Last week I celebrated my 38th birthday!
My wife surprised me with a morning coffee date complete with some of my favorite humans! It was AWESOME.
At one point of the morning, we were chatting about my recent weight vest workout and the conversation leads my man Caleb to ask, “so what’s it for?”. He wasn’t asking about the vest, or current program or type of workouts I was doing, which most often is the question I get asked. He was referring to the larger question of “why”.
I am unsure whether my response at the time was adequate or not. Yet, after reflecting on his question several things came to mind. Here are a few of my “whys”..
My life was a mess as a young adult. I was never the most structured dude in my teen years. Though my parents provided a roof and meals, there were many pieces of life advice or structure that were just never taught or that took root in me. After leaving the military, which provides all the structure for living, I had to fend for myself with no skills or idea of how to build a life for myself. I fell SUPER hard. It took a very LONG time to understand what things I needed to put into my life that could provide me with structure. Working out was one of those things.
I want to acquire what I admire. I grew up in a military family. I grew up around mens men. One of my hero’s early on was Popeye. A hardcore warrior. Jacked, tatted and protector/provider of the woman of his dreams. I am a romantic at heart like that and as a man, I respect and value those things. With the core of my soul I loath weak men because for a long time I was one. I smash myself in the gym to destroy every possibility of that old man ever existing while simultaneously building myself into the man that I admire.

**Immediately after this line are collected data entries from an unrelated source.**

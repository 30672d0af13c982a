use serde::{Deserialize, Serialize};
use std::{fmt::Display, str::FromStr};

/// Recommendation strategy offered by the backend
#[derive(Debug, Clone, Copy, Serialize, Deserialize, PartialEq, Eq, Hash)]
#[serde(rename_all = "snake_case")]
pub enum RecommendationKind {
    Hybrid,
    Collaborative,
    ContentBased,
    Popular,
}

impl RecommendationKind {
    /// Tab order in the recommendations view
    pub const ALL: [RecommendationKind; 4] = [
        RecommendationKind::Hybrid,
        RecommendationKind::Collaborative,
        RecommendationKind::ContentBased,
        RecommendationKind::Popular,
    ];

    pub fn label(&self) -> &'static str {
        match self {
            RecommendationKind::Hybrid => "Hybrid",
            RecommendationKind::Collaborative => "Collaborative",
            RecommendationKind::ContentBased => "Content-Based",
            RecommendationKind::Popular => "Popular",
        }
    }

    pub fn description(&self) -> &'static str {
        match self {
            RecommendationKind::Hybrid => {
                "Combines collaborative and content-based approaches for the best recommendations"
            }
            RecommendationKind::Collaborative => {
                "Recommendations based on ratings from users with similar taste"
            }
            RecommendationKind::ContentBased => {
                "Recommendations based on movie features like genres, ratings, and release year"
            }
            RecommendationKind::Popular => "Currently trending and popular movies",
        }
    }

    /// Path segment under `/recommendations/`; `None` for popular, which has no endpoint
    pub fn path_segment(&self) -> Option<&'static str> {
        match self {
            RecommendationKind::Hybrid => Some("hybrid"),
            RecommendationKind::Collaborative => Some("collaborative"),
            RecommendationKind::ContentBased => Some("content"),
            RecommendationKind::Popular => None,
        }
    }

    pub fn is_personalized(&self) -> bool {
        self.path_segment().is_some()
    }
}

impl Display for RecommendationKind {
    fn fmt(&self, f: &mut std::fmt::Formatter<'_>) -> std::fmt::Result {
        let name = match self {
            RecommendationKind::Hybrid => "hybrid",
            RecommendationKind::Collaborative => "collaborative",
            RecommendationKind::ContentBased => "content",
            RecommendationKind::Popular => "popular",
        };
        write!(f, "{}", name)
    }
}

impl FromStr for RecommendationKind {
    type Err = String;

    fn from_str(s: &str) -> Result<Self, Self::Err> {
        match s.trim().to_lowercase().as_str() {
            "hybrid" => Ok(RecommendationKind::Hybrid),
            "collaborative" | "collab" => Ok(RecommendationKind::Collaborative),
            "content" | "content-based" | "content_based" => Ok(RecommendationKind::ContentBased),
            "popular" => Ok(RecommendationKind::Popular),
            other => Err(format!("unknown recommendation tab: {}", other)),
        }
    }
}
use std::sync::Arc;

use futures::future::{BoxFuture, FutureExt};

use crate::{
    api::MovieBackend,
    error::ClientResult,
    models::{Movie, RecommendationKind},
    query::{QueryClient, QueryKey, QueryState, QuerySubscription},
    views::{freshness_line, render_movie_list, View},
};

pub const RECOMMENDATIONS_ERROR: &str = "Error loading recommendations. Please try again later.";
pub const NO_RECOMMENDATIONS: &str = "Start rating movies to get personalized recommendations!";
pub const NO_POPULAR: &str = "No popular movies available at the moment.";

/// Tabbed recommendations for one user
pub struct RecommendationsView {
    backend: Arc<dyn MovieBackend>,
    queries: QueryClient,
    user_id: u64,
    limit: u32,
    tab: RecommendationKind,
    subscription: Option<QuerySubscription>,
}

impl RecommendationsView {
    pub fn new(
        backend: Arc<dyn MovieBackend>,
        queries: QueryClient,
        user_id: u64,
        limit: u32,
    ) -> Self {
        Self {
            backend,
            queries,
            user_id,
            limit,
            tab: RecommendationKind::Hybrid,
            subscription: None,
        }
    }

    pub fn tab(&self) -> RecommendationKind {
        self.tab
    }

    pub fn set_tab(&mut self, tab: RecommendationKind) {
        self.tab = tab;
    }

    pub fn query_key(&self) -> QueryKey {
        QueryKey::recommendations(self.tab, self.user_id, self.limit)
    }

    /// Current tab's state without waiting
    pub fn observe(&mut self) -> QueryState<Vec<Movie>> {
        let key = self.track();
        self.queries.observe(&key, self.fetcher())
    }

    pub async fn load(&mut self) -> QueryState<Vec<Movie>> {
        let key = self.track();
        self.queries.query(&key, self.fetcher()).await
    }

    pub async fn refresh(&mut self) -> QueryState<Vec<Movie>> {
        let key = self.track();
        self.queries.refetch(&key, self.fetcher()).await
    }

    pub fn render_state(&self, state: &QueryState<Vec<Movie>>) -> String {
        let tabs = RecommendationKind::ALL
            .iter()
            .map(|kind| {
                if *kind == self.tab {
                    format!("[{}]", kind.label())
                } else {
                    kind.label().to_string()
                }
            })
            .collect::<Vec<_>>()
            .join(" | ");

        let mut lines = vec![
            "Recommendations".to_string(),
            tabs,
            self.tab.description().to_string(),
            String::new(),
        ];

        match (&state.data, &state.error) {
            (None, Some(_)) => lines.push(RECOMMENDATIONS_ERROR.to_string()),
            (None, None) => lines.push("Loading...".to_string()),
            (Some(movies), _) => {
                lines.extend(freshness_line(state));

                if movies.is_empty() {
                    lines.push(self.empty_message().to_string());
                } else {
                    lines.push(render_movie_list(movies));
                }
            }
        }

        lines.join("\n")
    }

    fn empty_message(&self) -> &'static str {
        if self.tab.is_personalized() {
            NO_RECOMMENDATIONS
        } else {
            NO_POPULAR
        }
    }

    fn track(&mut self) -> QueryKey {
        let key = self.query_key();
        if self.subscription.as_ref().map(|s| s.key()) != Some(&key) {
            self.subscription = Some(self.queries.subscribe(&key));
        }
        key
    }

    fn fetcher(
        &self,
    ) -> impl FnOnce() -> BoxFuture<'static, ClientResult<Vec<Movie>>> + Send + 'static {
        let backend = Arc::clone(&self.backend);
        let (kind, user_id, limit) = (self.tab, self.user_id, self.limit);

        move || async move { backend.recommendations(kind, user_id, limit).await }.boxed()
    }
}

#[async_trait::async_trait]
impl View for RecommendationsView {
    fn title(&self) -> String {
        format!("Recommendations ({})", self.tab.label())
    }

    async fn render(&mut self) -> String {
        let state = self.load().await;
        self.render_state(&state)
    }
}
/// HTTP client for the recommendation backend
///
/// Endpoints (relative to the configured base URL):
/// - `GET  /movies/?page=&search=`            one page of movies
/// - `GET  /movies/{id}`                      a single movie
/// - `GET  /recommendations/similar/{id}`     similar movies
/// - `GET  /recommendations/{kind}/{user_id}` hybrid, collaborative, content
/// - `POST /interactions/`                    record a rating/watch event
///
/// Bodies are read as text and parsed here, so malformed payloads become
/// `ClientError::Schema` at this boundary instead of reaching the views.
use crate::{
    api::{
        request_id::{request_span, RequestId},
        MovieBackend,
    },
    config::Config,
    error::{ClientError, ClientResult},
    models::{InteractionAck, Movie, RecommendationKind, UserInteraction},
};
use reqwest::{Client as HttpClient, Response};
use serde::de::DeserializeOwned;
use std::time::Duration;
use tracing::{instrument, Instrument};

const USER_AGENT: &str = concat!("reelsight/", env!("CARGO_PKG_VERSION"));

#[derive(Clone)]
pub struct HttpMovieClient {
    http_client: HttpClient,
    base_url: String,
}

/// Query parameters for the movie list: `page` always, `search` only when non-empty
pub fn movies_query(page: u32, search: Option<&str>) -> Vec<(&'static str, String)> {
    let mut params = vec![("page", page.to_string())];

    if let Some(search) = search.filter(|s| !s.is_empty()) {
        params.push(("search", search.to_string()));
    }

    params
}

impl HttpMovieClient {
    /// Creates a client using the transport's default settings
    pub fn new(base_url: impl Into<String>) -> Self {
        Self {
            http_client: HttpClient::new(),
            base_url: base_url.into().trim_end_matches('/').to_string(),
        }
    }

    /// Creates a client from application configuration
    pub fn from_config(config: &Config) -> ClientResult<Self> {
        let mut builder = HttpClient::builder().user_agent(USER_AGENT);

        if let Some(secs) = config.request_timeout_secs {
            builder = builder.timeout(Duration::from_secs(secs));
        }

        let http_client = builder
            .build()
            .map_err(|e| ClientError::Internal(format!("Failed to build HTTP client: {}", e)))?;

        Ok(Self {
            http_client,
            base_url: config.api_base_url.trim_end_matches('/').to_string(),
        })
    }

    pub fn base_url(&self) -> &str {
        &self.base_url
    }

    fn url(&self, path: &str) -> String {
        format!("{}{}", self.base_url, path)
    }

    /// Issues a GET and parses the JSON body
    async fn get_json<T: DeserializeOwned>(
        &self,
        path: &str,
        query: &[(&'static str, String)],
    ) -> ClientResult<T> {
        let request_id = RequestId::new();
        let span = request_span("GET", path, &request_id);

        async {
            let mut request = self.http_client.get(self.url(path));
            if !query.is_empty() {
                request = request.query(query);
            }

            let response = request_id.attach(request).send().await?;
            let body = Self::success_body(response).await?;

            serde_json::from_str(&body).map_err(|e| {
                tracing::error!(error = %e, "Failed to parse backend response");
                ClientError::from(e)
            })
        }
        .instrument(span)
        .await
    }

    /// Returns the body of a 2xx response, or an `Http` error carrying the status
    async fn success_body(response: Response) -> ClientResult<String> {
        let status = response.status();

        if !status.is_success() {
            let body = response.text().await.unwrap_or_default();
            tracing::warn!(status = status.as_u16(), "Backend returned failure status");

            let message = error_detail(&body).unwrap_or_else(|| {
                status
                    .canonical_reason()
                    .unwrap_or("request failed")
                    .to_string()
            });

            return Err(ClientError::Http {
                status: status.as_u16(),
                message,
            });
        }

        Ok(response.text().await?)
    }

    async fn get_movie_list(
        &self,
        path: &str,
        query: &[(&'static str, String)],
    ) -> ClientResult<Vec<Movie>> {
        let movies: Vec<Movie> = self.get_json(path, query).await?;
        for movie in &movies {
            movie.validate()?;
        }
        Ok(movies)
    }
}

/// FastAPI-style `{"detail": "..."}` error message, if present
fn error_detail(body: &str) -> Option<String> {
    let value: serde_json::Value = serde_json::from_str(body).ok()?;
    match value.get("detail")? {
        serde_json::Value::String(detail) => Some(detail.clone()),
        other => Some(other.to_string()),
    }
}

fn require_positive(name: &str, value: u64) -> ClientResult<()> {
    if value == 0 {
        return Err(ClientError::InvalidInput(format!(
            "{} must be positive",
            name
        )));
    }
    Ok(())
}

#[async_trait::async_trait]
impl MovieBackend for HttpMovieClient {
    #[instrument(skip(self), fields(backend = "http"))]
    async fn list_movies(&self, page: u32, search: Option<String>) -> ClientResult<Vec<Movie>> {
        require_positive("page", page as u64)?;

        let query = movies_query(page, search.as_deref());
        let movies = self.get_movie_list("/movies/", &query).await?;

        tracing::info!(
            page = page,
            search = search.as_deref().unwrap_or(""),
            results = movies.len(),
            "Movie page fetched"
        );

        Ok(movies)
    }

    #[instrument(skip(self), fields(backend = "http"))]
    async fn get_movie(&self, id: u64) -> ClientResult<Movie> {
        require_positive("movie id", id)?;

        let movie: Movie = self.get_json(&format!("/movies/{}", id), &[]).await?;
        movie.validate()?;

        tracing::info!(movie_id = id, title = %movie.title, "Movie fetched");

        Ok(movie)
    }

    #[instrument(skip(self), fields(backend = "http"))]
    async fn similar_movies(&self, movie_id: u64, limit: u32) -> ClientResult<Vec<Movie>> {
        require_positive("movie id", movie_id)?;
        require_positive("limit", limit as u64)?;

        let path = format!("/recommendations/similar/{}", movie_id);
        let movies = self
            .get_movie_list(&path, &[("limit", limit.to_string())])
            .await?;

        tracing::info!(
            movie_id = movie_id,
            results = movies.len(),
            "Similar movies fetched"
        );

        Ok(movies)
    }

    #[instrument(skip(self), fields(backend = "http"))]
    async fn recommendations(
        &self,
        kind: RecommendationKind,
        user_id: u64,
        limit: u32,
    ) -> ClientResult<Vec<Movie>> {
        require_positive("limit", limit as u64)?;

        let movies = match kind.path_segment() {
            Some(segment) => {
                let path = format!("/recommendations/{}/{}", segment, user_id);
                self.get_movie_list(&path, &[("limit", limit.to_string())])
                    .await?
            }
            None => {
                // No popular endpoint: the first page of the catalogue is the popular list
                let mut movies = self
                    .get_movie_list("/movies/", &movies_query(1, None))
                    .await?;
                movies.truncate(limit as usize);
                movies
            }
        };

        tracing::info!(
            kind = %kind,
            user_id = user_id,
            results = movies.len(),
            "Recommendations fetched"
        );

        Ok(movies)
    }

    #[instrument(skip(self), fields(backend = "http"))]
    async fn record_interaction(
        &self,
        interaction: UserInteraction,
    ) -> ClientResult<InteractionAck> {
        interaction.validate()?;

        let path = "/interactions/";
        let request_id = RequestId::new();
        let span = request_span("POST", path, &request_id);

        async {
            let request = self.http_client.post(self.url(path)).json(&interaction);
            let response = request_id.attach(request).send().await?;
            let body = Self::success_body(response).await?;

            let ack = if body.trim().is_empty() {
                InteractionAck(serde_json::Value::Null)
            } else {
                serde_json::from_str(&body)?
            };

            tracing::info!(
                user_id = interaction.user_id,
                movie_id = interaction.movie_id,
                rating = ?interaction.rating,
                watched = interaction.watched,
                "Interaction recorded"
            );

            Ok::<_, ClientError>(ack)
        }
        .instrument(span)
        .await
    }

    fn name(&self) -> &'static str {
        "http"
    }
}
use reelsight::{App, Config};
use tracing_subscriber::EnvFilter;

#[tokio::main]
async fn main() -> anyhow::Result<()> {
    // Logs go to stderr so they never interleave with the rendered screens
    tracing_subscriber::fmt()
        .with_env_filter(
            EnvFilter::try_from_default_env().unwrap_or_else(|_| EnvFilter::new("info")),
        )
        .with_writer(std::io::stderr)
        .init();

    let config = Config::from_env()?;
    tracing::info!(api_base_url = %config.api_base_url, "Starting reelsight");

    let mut app = App::from_config(config)?;
    app.run().await
}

I vividly remember one particular day after several weeks in a hospital bed recovering from chest surgery. I’d lost about 30lbs and had been zonked out from morphine for about 3 weeks. I mustered the strength to sit myself up and made an attempt to get to the bathroom some 10 feet away. I tried to stand and fell on my face. I can still feel the cold of that linoleum floor pressed against my cheek. I had to learn to walk again.. Later, I was told by numerous doctors over the course of the next couple years how I couldn’t be active or do this or that anymore. The worst part of it all, I allowed myself to believe them. I felt like my life was over. The truth is that it wasn’t.
It has taken me years to get to the place I am now, a long road for sure. But when I show up in that GYMSHAUS, the place I built with my own hands, to smash workouts with those same hands, it’s a special feeling like nothing else. By the end of most workouts, I am pacing around the inside of that box, high off a good pump, sweat and tears dripping from my face, just overwhelmed with emotion and gratitude. That time, that effort is an offering to myself and to God for the second chance of life that he gave me. It is such profound appreciation. I enter the world of my day walking taller, proud of myself for showing up for me.